Emerging stocks enjoyed another day of healthy gains on Wednesday but currencies made little headway against a softer dollar as the prospect of rising interest rates in major economies dampened appetite for risky assets.
MSCI’s gauge of emerging market equities climbed 0.4% and hit its highest level in five weeks amid healthy gains in Asia, especially Hong Kong’s tech sector , on the back of earnings optimism.
Meanwhile, many developing currencies struggled to gain ground as rising benchmark treasury yields sapped appetite for riskier assets.
“Expectations of higher interest rates in developed markets take the steam out of the hunt for yield,” said Ulrich Leuchtmann, head of FX at Commerzbank in Frankfurt.
“It will be difficult for emerging markets to match those increases – they are simply not as far along in the economic recovery in the wake of corona.”
MSCI’s index of emerging currencies edged 0.1% higher. China’s yuan lost its session gains to fall 0.2% after rising to its highest against the US dollar in nearly five months. China maintained its benchmark lending rate for corporate and household loans for an 18th month at its October fixing on Wednesday, matching market expectations.
Turkey’s lira dropped as much as 0.7% and flirted with record lows before retracing some of its losses as investors brace for more interest rate cuts at a central bank meeting on Thursday.
Currency of oil exporter Russia weakened 0.3% as crude prices slipped and after Moscow imposed new Covid curbs on Tuesday as record daily deaths. Data out on Wednesday showed oil supplies from Russia also fell 18% year-on-year to 6.14 million tonnes in September.
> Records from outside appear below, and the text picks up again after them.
// ⚙️ Runtime configuration

use std::env;
use std::path::PathBuf;

/// Environment variable overriding the database location
pub const DB_PATH_ENV: &str = "TOWN_SQUARE_DB";

const APP_DIR: &str = "town-square";
const DB_FILE: &str = "town_square.db";

#[derive(Debug, Clone, PartialEq, Eq)]
pub struct Config {
    pub db_path: PathBuf,
}

impl Config {
    /// `$TOWN_SQUARE_DB`, else the platform data directory, else the working directory
    pub fn from_env() -> Self {
        Self::resolve(env::var_os(DB_PATH_ENV).map(PathBuf::from), dirs::data_dir())
    }

    fn resolve(override_path: Option<PathBuf>, data_dir: Option<PathBuf>) -> Self {
        let db_path = override_path
            .filter(|p| !p.as_os_str().is_empty())
            .or_else(|| data_dir.map(|dir| dir.join(APP_DIR).join(DB_FILE)))
            .unwrap_or_else(|| PathBuf::from(DB_FILE));

        Config { db_path }
    }
}
// 🤖 Human verification - single-digit arithmetic challenges
//
// Easy for a person, a nuisance for a bot. Reviews need one solved challenge,
// new businesses need two.

use rand::Rng;
use std::fmt;

#[derive(Debug, Clone, Copy, PartialEq, Eq)]
pub enum Operation {
    Add,
    Subtract,
}

impl Operation {
    pub fn symbol(&self) -> char {
        match self {
            Operation::Add => '+',
            Operation::Subtract => '-',
        }
    }
}

/// Two operands in 1..=9 and an operation.
///
/// Subtraction always stores the larger operand on the left.
#[derive(Debug, Clone, Copy, PartialEq, Eq)]
pub struct VerificationChallenge {
    left: u8,
    right: u8,
    operation: Operation,
}

impl VerificationChallenge {
    /// New challenge from the thread-local RNG
    pub fn generate() -> Self {
        Self::generate_with(&mut rand::thread_rng())
    }

    pub fn generate_with<R: Rng + ?Sized>(rng: &mut R) -> Self {
        let a = rng.gen_range(1..=9);
        let b = rng.gen_range(1..=9);

        if rng.gen_bool(0.5) {
            VerificationChallenge { left: a, right: b, operation: Operation::Add }
        } else {
            VerificationChallenge {
                left: a.max(b),
                right: a.min(b),
                operation: Operation::Subtract,
            }
        }
    }

    pub fn operation(&self) -> Operation {
        self.operation
    }

    pub fn operands(&self) -> (u8, u8) {
        (self.left, self.right)
    }

    pub fn prompt(&self) -> String {
        format!("What is {} {} {}?", self.left, self.operation.symbol(), self.right)
    }

    pub fn answer(&self) -> u8 {
        match self.operation {
            Operation::Add => self.left + self.right,
            Operation::Subtract => self.left - self.right,
        }
    }

    /// Accepts only the exact answer written with ASCII digits
    pub fn check(&self, input: &str) -> bool {
        let input = input.trim();
        if input.is_empty() || !input.chars().all(|c| c.is_ascii_digit()) {
            return false;
        }
        input.parse::<u32>().map_or(false, |value| value == u32::from(self.answer()))
    }
}

impl fmt::Display for VerificationChallenge {
    fn fmt(&self, f: &mut fmt::Formatter<'_>) -> fmt::Result {
        f.write_str(&self.prompt())
    }
}

#[cfg(test)]
mod tests {
    use super::*;
    use rand::rngs::StdRng;
    use rand::SeedableRng;

    fn challenges(count: usize) -> Vec<VerificationChallenge> {
        let mut rng = StdRng::seed_from_u64(7);
        (0..count).map(|_| VerificationChallenge::generate_with(&mut rng)).collect()
    }

    #[test]
    fn test_correct_answer_always_passes() {
        for challenge in challenges(500) {
            let answer = challenge.answer().to_string();
            assert!(challenge.check(&answer), "{} -> {}", challenge, answer);
            assert!(challenge.check(&format!("  {}\n", answer)));
        }
    }

    #[test]
    fn test_wrong_or_malformed_answers_fail() {
        for challenge in challenges(200) {
            let answer = challenge.answer();
            assert!(!challenge.check(&(answer + 1).to_string()));
            assert!(!challenge.check(""));
            assert!(!challenge.check("seven"));
            assert!(!challenge.check(&format!("{}.0", answer)));
            assert!(!challenge.check(&format!("+{}", answer)));
            assert!(!challenge.check("99999999999999999999"));
        }
    }

    #[test]
    fn test_subtraction_never_negative() {
        let generated = challenges(1_000);
        let subtractions: Vec<_> = generated
            .iter()
            .filter(|c| c.operation() == Operation::Subtract)
            .collect();
        assert!(!subtractions.is_empty());

        for challenge in subtractions {
            let (left, right) = challenge.operands();
            assert!(left >= right, "{}", challenge);
        }
    }

    #[test]
    fn test_operands_are_single_digits() {
        let generated = challenges(1_000);
        assert!(generated.iter().any(|c| c.operation() == Operation::Add));

        for challenge in generated {
            let (left, right) = challenge.operands();
            assert!((1..=9).contains(&left));
            assert!((1..=9).contains(&right));
            assert!(challenge.answer() <= 18);
        }
    }

    #[test]
    fn test_prompt_format() {
        let challenge = VerificationChallenge {
            left: 7,
            right: 3,
            operation: Operation::Subtract,
        };
        assert_eq!(challenge.prompt(), "What is 7 - 3?");
        assert_eq!(challenge.answer(), 4);
        assert!(challenge.check("4"));
        assert!(!challenge.check("-4"));
    }
}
However, South Africa’s rand strengthened 0.3% as its September consumer price inflation (CPI) nudged up to 5% from 4.9% year-on-year. Inflation is still within the South African Reserve Bank’s target range of between 3% and 6%.
A Reuters poll of economists predicted the Federal Reserve will wait until 2023 before raising interest rates, though analysts flagged persistently higher inflation as a risk to the US economy.
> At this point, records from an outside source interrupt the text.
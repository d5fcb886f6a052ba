// 🏪 Business - one directory entry and its promotional deal

use super::Category;
use rusqlite::Row;
use serde::{Deserialize, Serialize};

/// Columns selected by every business query, in `from_row` order
pub(crate) const BUSINESS_COLUMNS: &str =
    "id, name, category, deal_text, average_rating, review_count, is_favorite";

/// A directory entry.
///
/// `average_rating` and `review_count` are derived from the business's reviews
/// and are only ever rewritten by a full recompute when a review is added.
#[derive(Debug, Clone, PartialEq, Serialize, Deserialize)]
pub struct Business {
    /// Store-assigned identity, never reused
    pub id: i64,
    pub name: String,
    pub category: Category,
    pub deal_text: String,
    /// Mean of all review ratings, 0.0 with no reviews
    pub average_rating: f64,
    pub review_count: i64,
    pub is_favorite: bool,
}

impl Business {
    pub(crate) fn from_row(row: &Row<'_>) -> rusqlite::Result<Self> {
        Ok(Business {
            id: row.get(0)?,
            name: row.get(1)?,
            category: row.get(2)?,
            deal_text: row.get(3)?,
            average_rating: row.get(4)?,
            review_count: row.get(5)?,
            is_favorite: row.get(6)?,
        })
    }

    pub fn has_reviews(&self) -> bool {
        self.review_count > 0
    }

    /// "4.5 (2)" style summary, or a placeholder for unrated businesses
    pub fn rating_display(&self) -> String {
        if self.has_reviews() {
            format!("{:.1} ({})", self.average_rating, self.review_count)
        } else {
            "No reviews yet".to_string()
        }
    }
}

#[cfg(test)]
mod tests {
    use super::*;

    fn sample(average_rating: f64, review_count: i64) -> Business {
        Business {
            id: 1,
            name: "Sunrise Café".to_string(),
            category: Category::Food,
            deal_text: "Buy 1 breakfast, get 2nd 50% off".to_string(),
            average_rating,
            review_count,
            is_favorite: false,
        }
    }

    #[test]
    fn test_rating_display() {
        assert_eq!(sample(0.0, 0).rating_display(), "No reviews yet");
        assert_eq!(sample(4.5, 2).rating_display(), "4.5 (2)");
        assert_eq!(sample(3.666_666, 3).rating_display(), "3.7 (3)");
    }

    #[test]
    fn test_business_serializes_category_by_name() {
        let json = serde_json::to_value(sample(4.0, 1)).unwrap();
        assert_eq!(json["category"], "Food");
        assert_eq!(json["is_favorite"], false);
    }
}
If inflation keeps rising at its current pace in the next few months, Fed policymakers may need to adopt “a more aggressive policy response” next year, Fed Governor Christopher Waller said on Tuesday.
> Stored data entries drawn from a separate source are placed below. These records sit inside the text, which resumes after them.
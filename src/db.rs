// 🗄️ Storage handle - SQLite file + connection-per-operation
//
// Every public operation opens its own connection, runs inside one
// transaction, and drops the connection on every exit path.

use crate::entities::Category;
use crate::error::{Error, Result};
use rusqlite::{params, Connection, Transaction, TransactionBehavior};
use std::path::{Path, PathBuf};
use std::time::Duration;
use tracing::{debug, info};

const BUSY_TIMEOUT: Duration = Duration::from_secs(5);

/// Fixture rows inserted when the directory is first created empty
pub const STARTER_BUSINESSES: [(&str, Category, &str); 6] = [
    ("Sunrise Café", Category::Food, "Buy 1 breakfast, get 2nd 50% off"),
    ("Corner Book Nook", Category::Retail, "10% off local authors"),
    ("Sparkle Cleaners", Category::Services, "First shirt pressed for free"),
    ("Green Leaf Market", Category::Food, "Free fruit sample with purchase"),
    ("TechFix Repair", Category::Services, "Free diagnostics for laptops"),
    ("Tiny Treasures Gifts", Category::Retail, "Free gift wrapping this week"),
];

/// Handle to the directory database file.
///
/// Holds no open connection; cloning it is free.
#[derive(Debug, Clone)]
pub struct Database {
    path: PathBuf,
}

impl Database {
    /// Point at a database file, creating its parent directory if needed.
    /// The file itself is created on first connection.
    pub fn open(path: impl Into<PathBuf>) -> Result<Self> {
        let path = path.into();

        if let Some(parent) = path.parent().filter(|p| !p.as_os_str().is_empty()) {
            std::fs::create_dir_all(parent).map_err(|source| Error::StorageLocation {
                path: parent.to_path_buf(),
                source,
            })?;
        }

        Ok(Database { path })
    }

    pub fn path(&self) -> &Path {
        &self.path
    }

    fn connect(&self) -> Result<Connection> {
        let conn = Connection::open(&self.path)?;
        // SQLite leaves foreign keys off per connection; cascade deletes need them
        conn.pragma_update(None, "foreign_keys", "ON")?;
        conn.busy_timeout(BUSY_TIMEOUT)?;
        Ok(conn)
    }

    /// Run `op` in an IMMEDIATE transaction. Commits on `Ok`; the transaction
    /// rolls back when dropped on `Err`.
    pub(crate) fn write<T>(&self, op: impl FnOnce(&Transaction<'_>) -> Result<T>) -> Result<T> {
        let mut conn = self.connect()?;
        let tx = conn.transaction_with_behavior(TransactionBehavior::Immediate)?;
        let value = op(&tx)?;
        tx.commit()?;
        Ok(value)
    }

    /// Run `op` in a deferred transaction so every query sees one snapshot.
    pub(crate) fn read<T>(&self, op: impl FnOnce(&Transaction<'_>) -> Result<T>) -> Result<T> {
        let mut conn = self.connect()?;
        let tx = conn.transaction()?;
        let value = op(&tx)?;
        tx.commit()?;
        Ok(value)
    }

    /// Create both tables if absent. Does not seed.
    pub fn create_schema(&self) -> Result<()> {
        let conn = self.connect()?;
        // WAL for crash recovery; must be set outside a transaction
        conn.pragma_update(None, "journal_mode", "WAL")?;
        create_tables(&conn)
    }

    /// Idempotent bootstrap: ensure the schema exists and seed the starter
    /// businesses when the directory is empty. Returns how many rows were seeded.
    pub fn initialize(&self) -> Result<usize> {
        self.create_schema()?;

        let seeded = self.write(|tx| {
            let count: i64 = tx.query_row("SELECT COUNT(*) FROM businesses", [], |row| row.get(0))?;
            if count > 0 {
                return Ok(0);
            }

            let mut stmt =
                tx.prepare("INSERT INTO businesses (name, category, deal_text) VALUES (?1, ?2, ?3)")?;
            for (name, category, deal_text) in STARTER_BUSINESSES {
                stmt.execute(params![name, category, deal_text])?;
            }
            Ok(STARTER_BUSINESSES.len())
        })?;

        if seeded > 0 {
            info!(seeded, path = %self.path.display(), "seeded starter businesses");
        } else {
            debug!(path = %self.path.display(), "directory already initialized");
        }

        Ok(seeded)
    }
}

fn create_tables(conn: &Connection) -> Result<()> {
    // ==========================================================================
    // Businesses (rating columns are derived from reviews)
    // ==========================================================================
    conn.execute(
        "CREATE TABLE IF NOT EXISTS businesses (
            id INTEGER PRIMARY KEY AUTOINCREMENT,
            name TEXT NOT NULL,
            category TEXT NOT NULL,
            deal_text TEXT NOT NULL,
            average_rating REAL NOT NULL DEFAULT 0.0,
            review_count INTEGER NOT NULL DEFAULT 0,
            is_favorite INTEGER NOT NULL DEFAULT 0
        )",
        [],
    )?;

    // ==========================================================================
    // Reviews (append-only, cascade with their business)
    // ==========================================================================
    conn.execute(
        "CREATE TABLE IF NOT EXISTS reviews (
            id INTEGER PRIMARY KEY AUTOINCREMENT,
            business_id INTEGER NOT NULL,
            rating INTEGER NOT NULL,
            text TEXT NOT NULL,
            created_at TEXT NOT NULL,
            FOREIGN KEY (business_id) REFERENCES businesses (id)
                ON DELETE CASCADE
        )",
        [],
    )?;

    conn.execute(
        "CREATE INDEX IF NOT EXISTS idx_reviews_business ON reviews(business_id)",
        [],
    )?;

    Ok(())
}

#[cfg(test)]
pub(crate) mod test_support {
    use super::Database;
    use tempfile::TempDir;

    /// Fresh database file with the schema but no rows.
    /// Keep the `TempDir` alive for as long as the database is used.
    pub fn empty_database() -> (TempDir, Database) {
        let dir = TempDir::new().unwrap();
        let db = Database::open(dir.path().join("town_square.db")).unwrap();
        db.create_schema().unwrap();
        (dir, db)
    }

    /// Fresh database file bootstrapped with the starter businesses
    pub fn seeded_database() -> (TempDir, Database) {
        let dir = TempDir::new().unwrap();
        let db = Database::open(dir.path().join("town_square.db")).unwrap();
        db.initialize().unwrap();
        (dir, db)
    }
}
In emerging Europe, the Hungarian forint extended its losses and fell to a six-month low against the euro after the central bank’s 15-basis-point rate hike on Tuesday disappointed some investors. Policy makers had slowed the speed of the tightening cycle in September despite raising its inflation forecasts.
Poland’s zloty was treading water against the euro after producer price inflation rose to 10.2% in September year-on-year, faster than expected.